Items from a data source:
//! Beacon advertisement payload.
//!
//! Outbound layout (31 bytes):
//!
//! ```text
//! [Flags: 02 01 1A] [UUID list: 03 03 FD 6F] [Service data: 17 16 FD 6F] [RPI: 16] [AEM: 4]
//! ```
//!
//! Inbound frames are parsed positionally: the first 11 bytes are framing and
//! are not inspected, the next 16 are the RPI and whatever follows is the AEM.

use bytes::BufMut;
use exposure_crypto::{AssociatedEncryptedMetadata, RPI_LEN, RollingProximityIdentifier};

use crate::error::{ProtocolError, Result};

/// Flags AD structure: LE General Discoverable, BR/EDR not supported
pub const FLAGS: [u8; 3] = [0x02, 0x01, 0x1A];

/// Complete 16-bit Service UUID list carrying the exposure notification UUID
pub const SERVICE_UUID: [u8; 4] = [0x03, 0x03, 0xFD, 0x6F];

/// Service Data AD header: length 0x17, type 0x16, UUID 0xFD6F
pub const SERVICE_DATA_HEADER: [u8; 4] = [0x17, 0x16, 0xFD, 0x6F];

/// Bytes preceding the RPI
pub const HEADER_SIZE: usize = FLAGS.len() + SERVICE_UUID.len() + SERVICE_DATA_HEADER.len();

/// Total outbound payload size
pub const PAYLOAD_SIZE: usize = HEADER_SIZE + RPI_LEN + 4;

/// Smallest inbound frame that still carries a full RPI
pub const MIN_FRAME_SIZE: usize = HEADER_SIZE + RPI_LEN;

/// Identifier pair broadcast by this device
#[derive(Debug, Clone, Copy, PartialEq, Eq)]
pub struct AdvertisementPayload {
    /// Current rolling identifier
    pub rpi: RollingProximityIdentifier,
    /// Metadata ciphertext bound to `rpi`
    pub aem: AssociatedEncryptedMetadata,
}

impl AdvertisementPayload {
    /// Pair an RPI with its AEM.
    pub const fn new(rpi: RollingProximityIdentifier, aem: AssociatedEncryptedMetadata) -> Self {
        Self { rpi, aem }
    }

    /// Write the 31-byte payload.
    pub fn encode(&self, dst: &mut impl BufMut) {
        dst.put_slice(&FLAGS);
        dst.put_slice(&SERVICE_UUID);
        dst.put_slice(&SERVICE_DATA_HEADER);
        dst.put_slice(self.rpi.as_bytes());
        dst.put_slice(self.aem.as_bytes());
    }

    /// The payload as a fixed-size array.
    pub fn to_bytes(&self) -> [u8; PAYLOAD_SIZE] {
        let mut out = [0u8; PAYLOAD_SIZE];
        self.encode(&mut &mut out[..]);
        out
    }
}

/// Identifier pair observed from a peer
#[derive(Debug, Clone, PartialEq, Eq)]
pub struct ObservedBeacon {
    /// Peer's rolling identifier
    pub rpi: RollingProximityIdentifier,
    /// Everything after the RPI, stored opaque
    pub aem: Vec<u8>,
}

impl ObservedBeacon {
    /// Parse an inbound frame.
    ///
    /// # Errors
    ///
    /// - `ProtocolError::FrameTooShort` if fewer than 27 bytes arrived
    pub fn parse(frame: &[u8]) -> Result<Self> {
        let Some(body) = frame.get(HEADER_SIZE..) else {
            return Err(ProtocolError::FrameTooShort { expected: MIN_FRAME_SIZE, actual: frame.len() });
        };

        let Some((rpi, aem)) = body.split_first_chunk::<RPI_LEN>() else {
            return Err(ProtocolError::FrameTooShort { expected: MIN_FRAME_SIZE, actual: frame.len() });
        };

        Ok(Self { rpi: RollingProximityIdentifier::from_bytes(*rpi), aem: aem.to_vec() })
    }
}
* * *
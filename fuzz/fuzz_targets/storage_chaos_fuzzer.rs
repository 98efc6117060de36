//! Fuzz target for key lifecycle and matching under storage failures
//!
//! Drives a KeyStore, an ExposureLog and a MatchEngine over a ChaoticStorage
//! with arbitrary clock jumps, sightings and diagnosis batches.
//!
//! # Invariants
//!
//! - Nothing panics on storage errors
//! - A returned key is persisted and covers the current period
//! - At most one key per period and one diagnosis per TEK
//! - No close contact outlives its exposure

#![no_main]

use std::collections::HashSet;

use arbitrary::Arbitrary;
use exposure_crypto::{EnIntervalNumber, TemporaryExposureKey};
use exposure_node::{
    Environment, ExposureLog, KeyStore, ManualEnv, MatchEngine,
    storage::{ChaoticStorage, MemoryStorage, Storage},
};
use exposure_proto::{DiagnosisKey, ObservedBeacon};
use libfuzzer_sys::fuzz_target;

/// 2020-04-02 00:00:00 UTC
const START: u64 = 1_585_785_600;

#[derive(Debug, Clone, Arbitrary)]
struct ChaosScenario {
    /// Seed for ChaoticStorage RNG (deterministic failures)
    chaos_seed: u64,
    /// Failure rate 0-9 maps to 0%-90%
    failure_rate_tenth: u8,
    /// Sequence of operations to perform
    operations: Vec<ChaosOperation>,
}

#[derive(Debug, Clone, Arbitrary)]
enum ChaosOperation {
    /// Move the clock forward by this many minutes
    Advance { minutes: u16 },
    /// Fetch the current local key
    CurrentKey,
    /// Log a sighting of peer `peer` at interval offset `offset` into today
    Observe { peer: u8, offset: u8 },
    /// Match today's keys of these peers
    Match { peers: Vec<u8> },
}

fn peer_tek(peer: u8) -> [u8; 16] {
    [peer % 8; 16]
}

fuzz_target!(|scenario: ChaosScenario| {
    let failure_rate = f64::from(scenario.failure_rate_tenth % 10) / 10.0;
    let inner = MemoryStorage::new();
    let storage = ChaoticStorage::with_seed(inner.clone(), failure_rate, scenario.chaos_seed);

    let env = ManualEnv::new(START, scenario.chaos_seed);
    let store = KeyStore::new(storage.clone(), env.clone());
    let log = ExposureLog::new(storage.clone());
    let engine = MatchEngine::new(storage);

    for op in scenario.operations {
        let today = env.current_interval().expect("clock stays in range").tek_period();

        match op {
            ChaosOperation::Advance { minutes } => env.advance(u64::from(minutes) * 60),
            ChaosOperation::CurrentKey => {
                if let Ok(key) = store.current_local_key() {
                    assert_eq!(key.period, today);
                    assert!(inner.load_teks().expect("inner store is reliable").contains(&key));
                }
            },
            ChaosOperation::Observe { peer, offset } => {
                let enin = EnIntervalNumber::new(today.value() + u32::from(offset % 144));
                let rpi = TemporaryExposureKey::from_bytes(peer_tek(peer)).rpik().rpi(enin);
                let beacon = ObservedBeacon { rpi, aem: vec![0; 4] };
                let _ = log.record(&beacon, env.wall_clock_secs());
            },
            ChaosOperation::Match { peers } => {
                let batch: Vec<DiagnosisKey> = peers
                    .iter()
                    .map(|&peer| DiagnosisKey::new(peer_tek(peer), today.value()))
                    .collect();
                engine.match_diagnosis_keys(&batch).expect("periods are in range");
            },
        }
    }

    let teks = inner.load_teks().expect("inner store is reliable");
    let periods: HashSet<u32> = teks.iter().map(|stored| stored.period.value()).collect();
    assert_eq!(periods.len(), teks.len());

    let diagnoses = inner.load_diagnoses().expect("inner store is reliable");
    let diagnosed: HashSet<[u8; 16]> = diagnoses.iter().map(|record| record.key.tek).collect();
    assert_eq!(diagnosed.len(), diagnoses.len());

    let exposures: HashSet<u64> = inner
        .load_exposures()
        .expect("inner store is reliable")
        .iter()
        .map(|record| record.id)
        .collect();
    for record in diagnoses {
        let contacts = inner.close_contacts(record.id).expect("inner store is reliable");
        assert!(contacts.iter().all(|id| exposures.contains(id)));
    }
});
...
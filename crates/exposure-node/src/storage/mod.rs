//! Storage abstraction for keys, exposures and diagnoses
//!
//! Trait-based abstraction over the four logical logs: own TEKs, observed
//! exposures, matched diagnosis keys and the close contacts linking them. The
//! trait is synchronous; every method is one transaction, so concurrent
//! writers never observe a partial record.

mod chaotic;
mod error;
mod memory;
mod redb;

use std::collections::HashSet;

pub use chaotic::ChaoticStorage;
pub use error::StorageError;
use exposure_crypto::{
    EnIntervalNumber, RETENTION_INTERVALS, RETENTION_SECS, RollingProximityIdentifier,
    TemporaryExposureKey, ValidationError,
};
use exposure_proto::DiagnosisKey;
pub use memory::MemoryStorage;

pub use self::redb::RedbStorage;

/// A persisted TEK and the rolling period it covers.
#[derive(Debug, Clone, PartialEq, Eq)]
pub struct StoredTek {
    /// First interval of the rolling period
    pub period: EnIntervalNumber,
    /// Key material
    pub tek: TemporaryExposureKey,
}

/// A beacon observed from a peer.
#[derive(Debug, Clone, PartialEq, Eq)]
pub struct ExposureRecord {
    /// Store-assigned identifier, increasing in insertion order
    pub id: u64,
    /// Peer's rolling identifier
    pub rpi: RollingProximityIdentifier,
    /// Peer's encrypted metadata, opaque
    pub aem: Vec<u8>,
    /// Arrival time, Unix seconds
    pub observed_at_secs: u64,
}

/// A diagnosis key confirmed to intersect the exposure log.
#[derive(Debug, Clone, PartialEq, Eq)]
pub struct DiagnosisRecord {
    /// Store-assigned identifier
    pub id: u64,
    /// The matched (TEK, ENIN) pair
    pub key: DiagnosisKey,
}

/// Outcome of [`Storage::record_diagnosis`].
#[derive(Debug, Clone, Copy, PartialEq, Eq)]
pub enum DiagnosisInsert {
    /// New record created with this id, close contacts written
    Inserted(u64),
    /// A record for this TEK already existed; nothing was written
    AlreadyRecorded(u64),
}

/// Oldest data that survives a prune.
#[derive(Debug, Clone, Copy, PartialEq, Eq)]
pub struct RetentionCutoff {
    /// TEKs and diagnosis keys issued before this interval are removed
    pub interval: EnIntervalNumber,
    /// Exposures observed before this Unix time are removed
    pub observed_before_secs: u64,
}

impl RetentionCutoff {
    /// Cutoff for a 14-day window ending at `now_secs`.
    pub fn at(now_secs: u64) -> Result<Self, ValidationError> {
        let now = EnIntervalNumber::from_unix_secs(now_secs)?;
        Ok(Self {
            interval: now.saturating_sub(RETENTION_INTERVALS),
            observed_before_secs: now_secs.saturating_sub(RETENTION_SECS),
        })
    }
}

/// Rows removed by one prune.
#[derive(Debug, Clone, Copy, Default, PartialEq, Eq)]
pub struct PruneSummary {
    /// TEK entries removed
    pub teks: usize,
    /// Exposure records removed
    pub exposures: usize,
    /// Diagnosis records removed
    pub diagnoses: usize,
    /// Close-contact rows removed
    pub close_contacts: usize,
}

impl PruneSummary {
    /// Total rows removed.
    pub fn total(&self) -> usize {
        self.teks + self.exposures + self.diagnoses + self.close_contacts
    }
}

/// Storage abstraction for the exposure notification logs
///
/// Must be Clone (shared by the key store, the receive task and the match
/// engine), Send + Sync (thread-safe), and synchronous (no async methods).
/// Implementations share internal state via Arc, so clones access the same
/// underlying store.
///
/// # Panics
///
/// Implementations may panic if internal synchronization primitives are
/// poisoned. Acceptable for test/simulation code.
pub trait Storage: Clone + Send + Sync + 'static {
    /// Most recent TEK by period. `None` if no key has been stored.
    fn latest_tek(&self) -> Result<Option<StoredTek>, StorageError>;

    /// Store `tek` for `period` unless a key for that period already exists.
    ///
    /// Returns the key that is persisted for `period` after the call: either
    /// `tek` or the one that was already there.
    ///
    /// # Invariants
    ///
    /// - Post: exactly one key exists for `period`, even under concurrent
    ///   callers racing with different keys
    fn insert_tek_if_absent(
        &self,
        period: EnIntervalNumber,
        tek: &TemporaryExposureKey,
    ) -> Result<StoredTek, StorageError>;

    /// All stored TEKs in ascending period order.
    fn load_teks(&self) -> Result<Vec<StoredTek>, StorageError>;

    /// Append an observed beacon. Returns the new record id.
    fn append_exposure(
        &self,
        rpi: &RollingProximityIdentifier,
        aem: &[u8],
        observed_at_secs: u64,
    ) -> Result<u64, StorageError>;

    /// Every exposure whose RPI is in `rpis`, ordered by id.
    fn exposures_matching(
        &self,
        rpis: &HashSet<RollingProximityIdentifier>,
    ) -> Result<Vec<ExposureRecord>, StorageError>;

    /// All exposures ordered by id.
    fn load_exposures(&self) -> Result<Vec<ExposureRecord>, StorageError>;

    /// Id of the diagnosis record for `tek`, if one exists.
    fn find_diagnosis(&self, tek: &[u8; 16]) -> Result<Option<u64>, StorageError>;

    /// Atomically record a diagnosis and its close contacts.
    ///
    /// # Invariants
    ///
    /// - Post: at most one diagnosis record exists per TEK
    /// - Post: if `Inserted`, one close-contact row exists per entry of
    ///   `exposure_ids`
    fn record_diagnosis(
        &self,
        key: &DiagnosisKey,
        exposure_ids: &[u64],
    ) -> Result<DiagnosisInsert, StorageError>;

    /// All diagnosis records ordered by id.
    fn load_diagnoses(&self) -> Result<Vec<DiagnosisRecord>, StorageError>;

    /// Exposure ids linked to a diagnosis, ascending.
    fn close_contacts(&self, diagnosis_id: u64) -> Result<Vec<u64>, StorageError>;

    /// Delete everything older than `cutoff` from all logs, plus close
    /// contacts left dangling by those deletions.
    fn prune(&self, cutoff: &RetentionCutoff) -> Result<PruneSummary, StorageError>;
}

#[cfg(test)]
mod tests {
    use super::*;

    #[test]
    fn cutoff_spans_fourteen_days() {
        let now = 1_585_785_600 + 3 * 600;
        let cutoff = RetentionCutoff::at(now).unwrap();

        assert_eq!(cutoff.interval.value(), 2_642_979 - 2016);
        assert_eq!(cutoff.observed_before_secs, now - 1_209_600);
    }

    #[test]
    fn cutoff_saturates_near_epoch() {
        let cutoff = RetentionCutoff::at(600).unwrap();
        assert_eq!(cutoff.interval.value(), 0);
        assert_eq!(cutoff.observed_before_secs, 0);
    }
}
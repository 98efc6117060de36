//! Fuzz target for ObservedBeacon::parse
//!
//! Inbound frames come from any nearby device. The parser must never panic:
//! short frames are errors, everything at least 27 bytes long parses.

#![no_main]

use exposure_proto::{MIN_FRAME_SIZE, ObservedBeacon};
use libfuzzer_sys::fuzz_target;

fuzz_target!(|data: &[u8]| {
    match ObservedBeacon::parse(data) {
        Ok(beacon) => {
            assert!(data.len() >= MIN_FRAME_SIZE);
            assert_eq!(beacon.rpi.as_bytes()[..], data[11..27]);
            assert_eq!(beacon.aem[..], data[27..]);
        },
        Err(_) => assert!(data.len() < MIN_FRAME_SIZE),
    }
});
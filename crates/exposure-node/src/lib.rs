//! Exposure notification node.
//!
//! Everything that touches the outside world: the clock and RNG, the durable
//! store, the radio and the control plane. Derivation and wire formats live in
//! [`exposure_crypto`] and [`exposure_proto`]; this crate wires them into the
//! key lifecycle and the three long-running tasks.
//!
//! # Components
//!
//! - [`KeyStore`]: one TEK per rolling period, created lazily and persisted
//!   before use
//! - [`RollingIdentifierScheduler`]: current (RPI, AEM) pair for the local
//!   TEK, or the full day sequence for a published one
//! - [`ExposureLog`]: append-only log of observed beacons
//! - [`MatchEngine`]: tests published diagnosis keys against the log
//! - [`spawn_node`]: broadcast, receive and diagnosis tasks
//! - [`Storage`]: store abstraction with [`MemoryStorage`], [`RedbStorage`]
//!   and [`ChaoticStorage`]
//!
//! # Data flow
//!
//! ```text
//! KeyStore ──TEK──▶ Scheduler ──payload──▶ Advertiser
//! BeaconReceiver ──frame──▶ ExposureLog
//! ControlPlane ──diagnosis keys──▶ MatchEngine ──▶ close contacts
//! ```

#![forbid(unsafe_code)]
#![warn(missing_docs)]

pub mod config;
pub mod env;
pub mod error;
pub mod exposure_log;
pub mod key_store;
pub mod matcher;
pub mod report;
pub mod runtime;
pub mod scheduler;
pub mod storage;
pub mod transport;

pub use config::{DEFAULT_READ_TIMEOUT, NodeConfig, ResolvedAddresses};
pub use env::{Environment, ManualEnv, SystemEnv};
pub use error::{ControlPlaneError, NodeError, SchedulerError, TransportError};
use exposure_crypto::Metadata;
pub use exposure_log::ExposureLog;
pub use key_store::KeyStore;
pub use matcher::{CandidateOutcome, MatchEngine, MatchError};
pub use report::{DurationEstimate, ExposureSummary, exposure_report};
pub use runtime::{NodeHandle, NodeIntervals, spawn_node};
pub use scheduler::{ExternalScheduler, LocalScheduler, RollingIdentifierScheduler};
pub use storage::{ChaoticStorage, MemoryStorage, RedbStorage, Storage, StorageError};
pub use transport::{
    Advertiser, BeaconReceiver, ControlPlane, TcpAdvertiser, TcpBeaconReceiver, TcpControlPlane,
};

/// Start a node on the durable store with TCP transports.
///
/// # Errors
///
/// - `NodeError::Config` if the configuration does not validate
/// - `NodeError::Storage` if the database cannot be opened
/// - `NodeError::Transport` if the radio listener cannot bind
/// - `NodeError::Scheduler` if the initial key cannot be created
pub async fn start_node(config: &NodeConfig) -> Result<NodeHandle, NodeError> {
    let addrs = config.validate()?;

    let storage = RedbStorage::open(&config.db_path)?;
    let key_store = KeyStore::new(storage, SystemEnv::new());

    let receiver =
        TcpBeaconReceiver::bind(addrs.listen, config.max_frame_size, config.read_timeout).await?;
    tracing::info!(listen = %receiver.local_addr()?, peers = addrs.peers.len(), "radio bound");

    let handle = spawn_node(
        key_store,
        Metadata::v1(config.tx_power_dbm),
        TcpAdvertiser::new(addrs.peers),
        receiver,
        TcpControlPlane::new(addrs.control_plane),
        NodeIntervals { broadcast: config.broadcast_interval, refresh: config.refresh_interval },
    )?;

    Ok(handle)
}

THE PROBLEM: Reproduce every line above containing "TcpBeaconReceiver".

WRITTEN REPLY:
    Advertiser, BeaconReceiver, ControlPlane, TcpAdvertiser, TcpBeaconReceiver, TcpControlPlane,
        TcpBeaconReceiver::bind(addrs.listen, config.max_frame_size, config.read_timeout).await?;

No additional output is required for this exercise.